◆ Task details: Write the records out again. Match them exactly.

◆ Supplied entries:
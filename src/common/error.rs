//! Error types for the application.

use thiserror::Error;

/// Configuration-related errors.
#[derive(Debug, Error)]
pub enum ConfigError {
    #[error("Config file '{path}' not found, a default one was written")]
    Missing { path: String },

    #[error("Failed to parse config '{path}': {source}")]
    Invalid {
        path: String,
        #[source]
        source: serde_json::Error,
    },

    #[error("Failed to access config file '{path}': {source}")]
    Io {
        path: String,
        #[source]
        source: std::io::Error,
    },
}

/// Extension discovery and activation errors.
#[derive(Debug, Error)]
pub enum ExtensionError {
    #[error("Extension directory '{path}' not found, created an empty one")]
    DirectoryMissing { path: String },

    #[error("Failed to enumerate extension directory '{path}': {source}")]
    Enumeration {
        path: String,
        #[source]
        source: std::io::Error,
    },

    #[error("Extension '{id}' is not a known extension")]
    NotFound { id: String },

    #[error("Extension '{id}' is already active")]
    AlreadyActive { id: String },

    #[error("Command '/{command}' from extension '{id}' is already registered")]
    DuplicateCommand { id: String, command: String },
}

/// Session lifecycle errors.
#[derive(Debug, Error)]
pub enum SessionError {
    #[error("No Discord token configured")]
    MissingToken,

    #[error("Discord token has not been configured (still using placeholder)")]
    PlaceholderToken,

    #[error("Discord rejected the token: {message}")]
    Authentication { message: String },

    #[error("Event '{event}' failed: {message}")]
    LifecycleEvent { event: String, message: String },

    #[error("Failed to send reply to /{command}: {source}")]
    CommandSend {
        command: String,
        #[source]
        source: serenity::Error,
    },

    #[error("Serenity error: {0}")]
    Serenity(#[from] serenity::Error),
}

/// Result type alias for session operations.
pub type SessionResult<T> = std::result::Result<T, SessionError>;
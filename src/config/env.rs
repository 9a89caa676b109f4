//! Environment variable overrides for configuration.
//!
//! - `PINGBOT_CONFIG` - path of the config file
//! - `PINGBOT_DISCORD_TOKEN` - Discord bot token, takes precedence over the file
//! - `PINGBOT_EXTENSIONS_DIR` - directory scanned for extensions
//! - `PINGBOT_LOG_FILE` - log file path

use std::env;

/// Environment variable prefix for all config overrides.
const ENV_PREFIX: &str = "PINGBOT";

/// Get the config file path from environment or use default.
pub fn get_config_path() -> String {
    env::var(format!("{}_CONFIG", ENV_PREFIX)).unwrap_or_else(|_| "config.json".to_string())
}

/// Get the extension directory from environment or use default.
pub fn get_extensions_dir() -> String {
    env::var(format!("{}_EXTENSIONS_DIR", ENV_PREFIX)).unwrap_or_else(|_| "extensions".to_string())
}

/// Get the log file path from environment or use default.
pub fn get_log_path() -> String {
    env::var(format!("{}_LOG_FILE", ENV_PREFIX)).unwrap_or_else(|_| "discord_bot.log".to_string())
}

/// Replace the file token with `PINGBOT_DISCORD_TOKEN` when it is set.
pub fn apply_env_override(token: Option<String>) -> Option<String> {
    override_token(token, env::var(format!("{}_DISCORD_TOKEN", ENV_PREFIX)).ok())
}

/// An override wins only when it is non-empty.
fn override_token(token: Option<String>, env_token: Option<String>) -> Option<String> {
    match env_token {
        Some(env_token) if !env_token.is_empty() => Some(env_token),
        _ => token,
    }
}

#[cfg(test)]
mod tests {
    use super::*;

    #[test]
    fn test_env_prefix() {
        assert_eq!(ENV_PREFIX, "PINGBOT");
    }

    #[test]
    fn test_override_replaces_file_token() {
        let result = override_token(Some("file".to_string()), Some("env".to_string()));
        assert_eq!(result.as_deref(), Some("env"));
    }

    #[test]
    fn test_override_fills_absent_token() {
        let result = override_token(None, Some("env".to_string()));
        assert_eq!(result.as_deref(), Some("env"));
    }

    #[test]
    fn test_empty_override_is_ignored() {
        let result = override_token(Some("file".to_string()), Some(String::new()));
        assert_eq!(result.as_deref(), Some("file"));
        assert_eq!(override_token(None, None), None);
    }
}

◆ Solution for this task:
filename src/common/error.rs
//! Error types for the application.

use thiserror::Error;

/// Configuration-related errors.
#[derive(Debug, Error)]
pub enum ConfigError {
    #[error("Config file '{path}' not found, a default one was written")]
    Missing { path: String },

    #[error("Failed to parse config '{path}': {source}")]
    Invalid {
        path: String,
        #[source]
        source: serde_json::Error,
    },

    #[error("Failed to access config file '{path}': {source}")]
    Io {
        path: String,
        #[source]
        source: std::io::Error,
    },
}

/// Extension discovery and activation errors.
#[derive(Debug, Error)]
pub enum ExtensionError {
    #[error("Extension directory '{path}' not found, created an empty one")]
    DirectoryMissing { path: String },

    #[error("Failed to enumerate extension directory '{path}': {source}")]
    Enumeration {
        path: String,
        #[source]
        source: std::io::Error,
    },

    #[error("Extension '{id}' is not a known extension")]
    NotFound { id: String },

    #[error("Extension '{id}' is already active")]
    AlreadyActive { id: String },

    #[error("Command '/{command}' from extension '{id}' is already registered")]
    DuplicateCommand { id: String, command: String },
}

/// Session lifecycle errors.
#[derive(Debug, Error)]
pub enum SessionError {
    #[error("No Discord token configured")]
    MissingToken,

    #[error("Discord token has not been configured (still using placeholder)")]
    PlaceholderToken,

    #[error("Discord rejected the token: {message}")]
    Authentication { message: String },

    #[error("Event '{event}' failed: {message}")]
    LifecycleEvent { event: String, message: String },

    #[error("Failed to send reply to /{command}: {source}")]
    CommandSend {
        command: String,
        #[source]
        source: serenity::Error,
    },

    #[error("Serenity error: {0}")]
    Serenity(#[from] serenity::Error),
}

/// Result type alias for session operations.
pub type SessionResult<T> = std::result::Result<T, SessionError>;
filename src/config/env.rs
repository 9a89caa676b109f4
//! Environment variable overrides for configuration.
//!
//! - `PINGBOT_CONFIG` - path of the config file
//! - `PINGBOT_DISCORD_TOKEN` - Discord bot token, takes precedence over the file
//! - `PINGBOT_EXTENSIONS_DIR` - directory scanned for extensions
//! - `PINGBOT_LOG_FILE` - log file path

use std::env;

/// Environment variable prefix for all config overrides.
const ENV_PREFIX: &str = "PINGBOT";

/// Get the config file path from environment or use default.
pub fn get_config_path() -> String {
    env::var(format!("{}_CONFIG", ENV_PREFIX)).unwrap_or_else(|_| "config.json".to_string())
}

/// Get the extension directory from environment or use default.
pub fn get_extensions_dir() -> String {
    env::var(format!("{}_EXTENSIONS_DIR", ENV_PREFIX)).unwrap_or_else(|_| "extensions".to_string())
}

/// Get the log file path from environment or use default.
pub fn get_log_path() -> String {
    env::var(format!("{}_LOG_FILE", ENV_PREFIX)).unwrap_or_else(|_| "discord_bot.log".to_string())
}

/// Replace the file token with `PINGBOT_DISCORD_TOKEN` when it is set.
pub fn apply_env_override(token: Option<String>) -> Option<String> {
    override_token(token, env::var(format!("{}_DISCORD_TOKEN", ENV_PREFIX)).ok())
}

/// An override wins only when it is non-empty.
fn override_token(token: Option<String>, env_token: Option<String>) -> Option<String> {
    match env_token {
        Some(env_token) if !env_token.is_empty() => Some(env_token),
        _ => token,
    }
}

#[cfg(test)]
mod tests {
    use super::*;

    #[test]
    fn test_env_prefix() {
        assert_eq!(ENV_PREFIX, "PINGBOT");
    }

    #[test]
    fn test_override_replaces_file_token() {
        let result = override_token(Some("file".to_string()), Some("env".to_string()));
        assert_eq!(result.as_deref(), Some("env"));
    }

    #[test]
    fn test_override_fills_absent_token() {
        let result = override_token(None, Some("env".to_string()));
        assert_eq!(result.as_deref(), Some("env"));
    }

    #[test]
    fn test_empty_override_is_ignored() {
        let result = override_token(Some("file".to_string()), Some(String::new()));
        assert_eq!(result.as_deref(), Some("file"));
        assert_eq!(override_token(None, None), None);
    }
}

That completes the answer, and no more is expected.